C’est pour prévenir ce danger et ces dégâts qu’un groupe de 40 praticiens et chercheurs de la direction diocésaines de l’Enseignement Catholique de Mende se sont efforcés d’inventer de nouvelles manières de procéder. Aussi, Messieurs Cieutat et Connac ont entrepris une recherche-action partant de l’hypothèse selon laquelle l’adoption de démarches coopératives pourrait prévenir une comparaison infériorisante. Ce volume expose donc, et de manière précise et détaillée, ce que chacun d’eux a inventé pour sa propre classe en substituant la coopération à la comparaison.

Il n’est évidemment pas possible d’exposer ici toutes ces démarches, bien qu’il soit légitime de les féliciter de leur inventivité. On regrettera seulement que l’élaboration théorique soit un peu rapide, sans qu’on puisse vraiment le leur reprocher, dans la mesure où leur objectif est de préconiser des pratiques.

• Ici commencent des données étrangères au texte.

/// Composite adders built from the gate primitives.
///
/// Pure composition: nothing here touches the agenda or the dispatch
/// machinery directly — only the public wire/gate contracts.

use crate::circuit::Circuit;
use crate::wire::WireId;

/// Wire a half adder: `sum = a XOR b`, `carry = a AND b`.
pub fn half_adder(c: &mut Circuit, a: WireId, b: WireId, sum: WireId, carry: WireId) {
    c.and_gate_into(a, b, carry);
    c.xor_gate_into(a, b, sum);
}

/// Wire a full adder: `sum = a + b + c_in (mod 2)`, `c_out` the carry.
///
/// Built as two half adders plus an OR over their carries, with fresh
/// internal wires for the first stage's sum and both carries.
pub fn full_adder(
    c: &mut Circuit,
    a: WireId,
    b: WireId,
    c_in: WireId,
    sum: WireId,
    c_out: WireId,
) {
    let s = c.add_wire("s");
    let c1 = c.add_wire("c1");
    let c2 = c.add_wire("c2");
    half_adder(c, b, c_in, s, c1);
    half_adder(c, a, s, sum, c2);
    c.or_gate_into(c1, c2, c_out);
}
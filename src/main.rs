use tracing_subscriber::EnvFilter;
use vulcan::{Circuit, CircuitError, Signal, WireId};

/// Demo: an 8-input selector network. Three OR trees expose, in binary,
/// the index of the highest-numbered asserted input line:
/// Y0 = I1|I3|I5|I7, Y1 = I2|I3|I6|I7, Y2 = I4|I5|I6|I7.
fn main() {
    tracing_subscriber::fmt()
        .with_env_filter(EnvFilter::from_default_env())
        .init();

    let pattern = std::env::args()
        .nth(1)
        .unwrap_or_else(|| "00000100".to_string());
    let stimulus = match parse_pattern(&pattern) {
        Ok(bits) if bits.len() == 8 => bits,
        Ok(bits) => {
            eprintln!("expected 8 stimulus bits, got {}", bits.len());
            std::process::exit(1);
        }
        Err(e) => {
            eprintln!("invalid stimulus {:?}: {}", pattern, e);
            std::process::exit(1);
        }
    };

    println!("Vulcan — discrete-event logic simulation");
    println!("stimulus: {}", pattern);
    println!();

    let mut c = Circuit::new();
    c.set_verbosity(2);

    let inputs: Vec<WireId> = (0..8).map(|i| c.add_wire(format!("I{}", i))).collect();

    let y0 = or_tree(&mut c, &[inputs[1], inputs[3], inputs[5], inputs[7]]);
    let y1 = or_tree(&mut c, &[inputs[2], inputs[3], inputs[6], inputs[7]]);
    let y2 = or_tree(&mut c, &[inputs[4], inputs[5], inputs[6], inputs[7]]);

    c.rename_wire(y0, "Y0");
    c.rename_wire(y1, "Y1");
    c.rename_wire(y2, "Y2");

    c.probe(y0);
    c.probe(y1);
    c.probe(y2);

    for (wire, signal) in inputs.iter().zip(&stimulus) {
        c.set_signal(*wire, *signal);
    }

    let report = c.propagate();
    print!("{}", report);
}

/// OR together a slice of wires, left to right.
fn or_tree(c: &mut Circuit, wires: &[WireId]) -> WireId {
    let (first, rest) = wires.split_first().expect("or_tree needs at least one wire");
    rest.iter().fold(*first, |acc, &w| c.or_gate(acc, w))
}

/// Parse a string of 0/1 digits into signals, rejecting anything else.
fn parse_pattern(pattern: &str) -> Result<Vec<Signal>, CircuitError> {
    pattern
        .chars()
        .map(|ch| {
            let bit = ch.to_digit(10).map(|d| d as u8).unwrap_or(u8::MAX);
            Signal::try_from(bit)
        })
        .collect()
}
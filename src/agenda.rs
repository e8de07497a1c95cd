/// Time-ordered event queue (the "agenda").
///
/// Pending actions are grouped into segments, one per distinct scheduled
/// time, kept sorted ascending. Within a segment, actions dequeue in the
/// order they were scheduled (strict FIFO), so two runs with the same
/// schedule calls always produce the same dispatch order.
///
/// The agenda is generic over the action type and knows nothing about
/// wires or gates; the circuit driver decides what an action means.

use std::collections::VecDeque;

use crate::error::{CircuitError, CircuitResult};
use crate::time::SimTime;

/// All actions pending at one point in simulated time.
#[derive(Debug, Clone)]
struct Segment<T> {
    time: SimTime,
    actions: VecDeque<T>,
}

/// The time-ordered action queue driving a simulation.
///
/// One agenda exists per [`Circuit`](crate::circuit::Circuit); it owns the
/// simulation clock. Time advances only in [`Agenda::first_item`] — when
/// the next action is examined, not when it was scheduled.
#[derive(Debug, Clone)]
pub struct Agenda<T> {
    current_time: SimTime,
    /// Invariant: strictly increasing by time; no segment has an empty queue.
    segments: Vec<Segment<T>>,
}

impl<T> Agenda<T> {
    /// Create an empty agenda with the clock at time zero.
    pub fn new() -> Self {
        Agenda {
            current_time: SimTime::ZERO,
            segments: Vec::new(),
        }
    }

    /// The current simulated time.
    #[inline]
    pub fn current_time(&self) -> SimTime {
        self.current_time
    }

    /// Returns `true` if no actions are pending.
    pub fn is_empty(&self) -> bool {
        self.segments.is_empty()
    }

    /// Total number of pending actions across all segments.
    pub fn len(&self) -> usize {
        self.segments.iter().map(|s| s.actions.len()).sum()
    }

    /// Schedule `action` to run `delay` ticks from the current time.
    ///
    /// Locates the segment for the target time by binary search; appends
    /// to it if it exists (preserving FIFO), otherwise inserts a fresh
    /// one-element segment at the sorted position.
    ///
    /// # Panics
    /// Panics if the target time overflows `u64` (astronomically unlikely).
    pub fn schedule(&mut self, delay: u64, action: T) {
        let at = self
            .current_time
            .plus(delay)
            .expect("simulated time overflow while scheduling");
        match self.segments.binary_search_by_key(&at, |s| s.time) {
            Ok(i) => self.segments[i].actions.push_back(action),
            Err(i) => self.segments.insert(
                i,
                Segment {
                    time: at,
                    actions: VecDeque::from([action]),
                },
            ),
        }
    }

    /// The action at the front of the earliest segment.
    ///
    /// As a side effect, advances the clock to that segment's time. The
    /// action stays queued until [`Agenda::remove_first_item`] is called.
    ///
    /// Querying an empty agenda is a caller precondition violation and
    /// returns [`CircuitError::AgendaEmpty`]; callers are expected to
    /// check [`Agenda::is_empty`] first, as the driver does.
    pub fn first_item(&mut self) -> CircuitResult<&T> {
        let seg = self.segments.first().ok_or(CircuitError::AgendaEmpty)?;
        self.current_time = seg.time;
        Ok(seg
            .actions
            .front()
            .expect("agenda never retains an empty segment"))
    }

    /// Remove the action last returned by [`Agenda::first_item`].
    ///
    /// Drops the segment once its queue is empty. A no-op on an empty
    /// agenda.
    pub fn remove_first_item(&mut self) {
        if let Some(seg) = self.segments.first_mut() {
            seg.actions.pop_front();
            if seg.actions.is_empty() {
                self.segments.remove(0);
            }
        }
    }
}

impl<T> Default for Agenda<T> {
    fn default() -> Self {
        Self::new()
    }
}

On signalera aussi que, malgré leur bonne volonté, cette entreprise se heurte à un obstacle sur lequel on a malheureusement peu de prise. L’usage scolaire de la comparaison, du classement et de l’évaluation négative est, en effet, l’expression scolaire d’une démarche beaucoup plus générale. C’est toute la société qui est marquée par l’influence du darwinisme et de la sélection. L’École prolonge à sa manière ce que la société induit. Un système d’évaluation correspond à une vision d’ordre proprement politique. En ce sens, pour légitime qu’elle soit, la pratique d’une évaluation détériorante est difficile à éviter. Il s’agit bien de la combattre mais sans ignorer l’obstacle considérable auquel elle se heurte.